With sharp efficiency, cameras flying high, and just enough story to bolster the narrative, Scorsese plunges you into the heart of the tumult of a region teeming with new money that some are spending and others trying to steal. The Osage owned the mineral rights to their land, which was among the largest oil deposits in the country, and leased it to prospectors. By the early 20th century, Grann writes, every person on the tribal list began receiving payouts. The Osage became incredibly wealthy, and in 1923, he adds, “the tribe made more than $30 million, which is more than $400 million today.”

“Killers of the Flower Moon” revolves around Ernest’s relationship with Hale and a young Osage woman, Mollie (Lily Gladstone), whom he meets while rolling the townsfolk around. Much like in Fairfax, where luxury cars speed down the main dirt road among screaming people and frightened horses, Ernest is soon hopping up frantically, with a wild smile and bubbling enthusiasm. He keeps bouncing – it’s like wealth has given him a hookup – but his energy changes after he meets Mollie. They marry, have children, and find refuge together as the Osage dead begins to pile up.

Gladstone and DiCaprio are a compelling match, even if their characters have different vibes, temperaments, and body types. When out and about, this peaceful, reserved woman transforms her face into an impassive mask, wrapping a long traditional blanket around her and enveloping her body with it. With her beauty, stillness and sly Mona Lisa smile, Mollie exerts a great attraction on Ernest and the viewer; You both fall in love quickly. DiCaprio will draw most of the attention, but without Gladstone, the film wouldn’t have the same slow-building, soul-heavy emotional impact.
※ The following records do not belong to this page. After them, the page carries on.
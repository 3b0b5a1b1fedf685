use axum::{
    Json, Router,
    extract::{Path, Query, State},
    routing::{get, patch, post},
};
use uuid::Uuid;

use crate::{
    dto::{
        menus::{
            CreateMenuItemRequest, CreateMerchantRequest, MenuItemList, UpdateAvailabilityRequest,
            UpdateStockRequest,
        },
        orders::{OrderList, ReviewList, UpdateOrderStatusRequest},
    },
    error::AppResult,
    middleware::auth::AuthUser,
    models::{MenuItem, Merchant, Order},
    response::ApiResponse,
    routes::params::{OrderListQuery, Pagination},
    services::{menu_service, order_service, review_service},
    state::AppState,
};

pub fn router() -> Router<AppState> {
    Router::new()
        .route("/", post(create_merchant))
        .route("/menu", get(list_menu).post(create_menu_item))
        .route("/menu/{id}/stock", patch(update_stock))
        .route("/menu/{id}/availability", patch(update_availability))
        .route("/orders", get(list_merchant_orders))
        .route("/orders/{id}/status", patch(update_order_status))
        .route("/reviews", get(list_reviews))
}

#[utoipa::path(
    post,
    path = "/api/merchant",
    request_body = CreateMerchantRequest,
    responses(
        (status = 200, description = "Merchant profile created", body = ApiResponse<Merchant>),
        (status = 400, description = "Profile already exists"),
        (status = 403, description = "Forbidden")
    ),
    security(("bearer_auth" = [])),
    tag = "Merchant"
)]
pub async fn create_merchant(
    State(state): State<AppState>,
    user: AuthUser,
    Json(payload): Json<CreateMerchantRequest>,
) -> AppResult<Json<ApiResponse<Merchant>>> {
    let resp = menu_service::create_merchant(&state, &user, payload).await?;
    Ok(Json(resp))
}

#[utoipa::path(
    get,
    path = "/api/merchant/menu",
    params(
        ("page" = Option<i64>, Query, description = "Page number, default 1"),
        ("per_page" = Option<i64>, Query, description = "Items per page, default 20")
    ),
    responses(
        (status = 200, description = "Own menu", body = ApiResponse<MenuItemList>),
        (status = 403, description = "Forbidden")
    ),
    security(("bearer_auth" = [])),
    tag = "Merchant"
)]
pub async fn list_menu(
    State(state): State<AppState>,
    user: AuthUser,
    Query(pagination): Query<Pagination>,
) -> AppResult<Json<ApiResponse<MenuItemList>>> {
    let resp = menu_service::list_menu(&state, &user, pagination).await?;
    Ok(Json(resp))
}

#[utoipa::path(
    post,
    path = "/api/merchant/menu",
    request_body = CreateMenuItemRequest,
    responses(
        (status = 200, description = "Menu item created", body = ApiResponse<MenuItem>),
        (status = 400, description = "Invalid payload"),
        (status = 403, description = "Forbidden")
    ),
    security(("bearer_auth" = [])),
    tag = "Merchant"
)]
pub async fn create_menu_item(
    State(state): State<AppState>,
    user: AuthUser,
    Json(payload): Json<CreateMenuItemRequest>,
) -> AppResult<Json<ApiResponse<MenuItem>>> {
    let resp = menu_service::create_menu_item(&state, &user, payload).await?;
    Ok(Json(resp))
}

#[utoipa::path(
    patch,
    path = "/api/merchant/menu/{id}/stock",
    params(("id" = Uuid, Path, description = "Menu item ID")),
    request_body = UpdateStockRequest,
    responses(
        (status = 200, description = "Stock updated", body = ApiResponse<MenuItem>),
        (status = 400, description = "Negative stock"),
        (status = 404, description = "Not Found")
    ),
    security(("bearer_auth" = [])),
    tag = "Merchant"
)]
pub async fn update_stock(
    State(state): State<AppState>,
    user: AuthUser,
    Path(id): Path<Uuid>,
    Json(payload): Json<UpdateStockRequest>,
) -> AppResult<Json<ApiResponse<MenuItem>>> {
    let resp = menu_service::update_stock(&state, &user, id, payload).await?;
    Ok(Json(resp))
}

#[utoipa::path(
    patch,
    path = "/api/merchant/menu/{id}/availability",
    params(("id" = Uuid, Path, description = "Menu item ID")),
    request_body = UpdateAvailabilityRequest,
    responses(
        (status = 200, description = "Availability updated", body = ApiResponse<MenuItem>),
        (status = 404, description = "Not Found")
    ),
    security(("bearer_auth" = [])),
    tag = "Merchant"
)]
pub async fn update_availability(
    State(state): State<AppState>,
    user: AuthUser,
    Path(id): Path<Uuid>,
    Json(payload): Json<UpdateAvailabilityRequest>,
) -> AppResult<Json<ApiResponse<MenuItem>>> {
    let resp = menu_service::update_availability(&state, &user, id, payload).await?;
    Ok(Json(resp))
}

#[utoipa::path(
    get,
    path = "/api/merchant/orders",
    params(
        ("page" = Option<i64>, Query, description = "Page number, default 1"),
        ("per_page" = Option<i64>, Query, description = "Items per page, default 20"),
        ("status" = Option<String>, Query, description = "Filter by status"),
        ("sort_order" = Option<String>, Query, description = "Sort order: asc, desc")
    ),
    responses(
        (status = 200, description = "Incoming orders", body = ApiResponse<OrderList>),
        (status = 403, description = "Forbidden")
    ),
    security(("bearer_auth" = [])),
    tag = "Merchant"
)]
pub async fn list_merchant_orders(
    State(state): State<AppState>,
    user: AuthUser,
    Query(query): Query<OrderListQuery>,
) -> AppResult<Json<ApiResponse<OrderList>>> {
    let resp = menu_service::list_merchant_orders(&state, &user, query).await?;
    Ok(Json(resp))
}

#[utoipa::path(
    patch,
    path = "/api/merchant/orders/{id}/status",
    params(("id" = Uuid, Path, description = "Order ID")),
    request_body = UpdateOrderStatusRequest,
    responses(
        (status = 200, description = "Order status updated", body = ApiResponse<Order>),
        (status = 403, description = "Forbidden"),
        (status = 404, description = "Not Found"),
        (status = 409, description = "Invalid transition")
    ),
    security(("bearer_auth" = [])),
    tag = "Merchant"
)]
pub async fn update_order_status(
    State(state): State<AppState>,
    user: AuthUser,
    Path(id): Path<Uuid>,
    Json(payload): Json<UpdateOrderStatusRequest>,
) -> AppResult<Json<ApiResponse<Order>>> {
    let resp = order_service::set_order_status(&state, &user, id, payload.status).await?;
    Ok(Json(resp))
}

#[utoipa::path(
    get,
    path = "/api/merchant/reviews",
    params(
        ("page" = Option<i64>, Query, description = "Page number, default 1"),
        ("per_page" = Option<i64>, Query, description = "Items per page, default 20")
    ),
    responses(
        (status = 200, description = "Reviews on own orders", body = ApiResponse<ReviewList>),
        (status = 403, description = "Forbidden")
    ),
    security(("bearer_auth" = [])),
    tag = "Merchant"
)]
pub async fn list_reviews(
    State(state): State<AppState>,
    user: AuthUser,
    Query(pagination): Query<Pagination>,
) -> AppResult<Json<ApiResponse<ReviewList>>> {
    let resp = review_service::list_merchant_reviews(&state, &user, pagination).await?;
    Ok(Json(resp))
}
Ernest is an intriguing, thorny character, especially in the age of Marvel Manichaeism, and he’s torn by contradictions he seems barely aware of. DiCaprio’s performance is initially characterized by Ernest’s eagerness to please Hale – his heist and sweating are full of comedy and pathos – but grows quieter, more inward, and delicately complex as the mystery deepens. It’s revealing that Ernest frowns when you first see him. That facial expression takes on meaning when you consider DiCaprio mirrors De Niro’s famous grimace, a choice that draws a visual boundary between the characters and the men who were Scorsese’s twins, cinematic guiding stars.

I’ll have more to say about Killers of the Flower Moon when it opens in American theaters in October.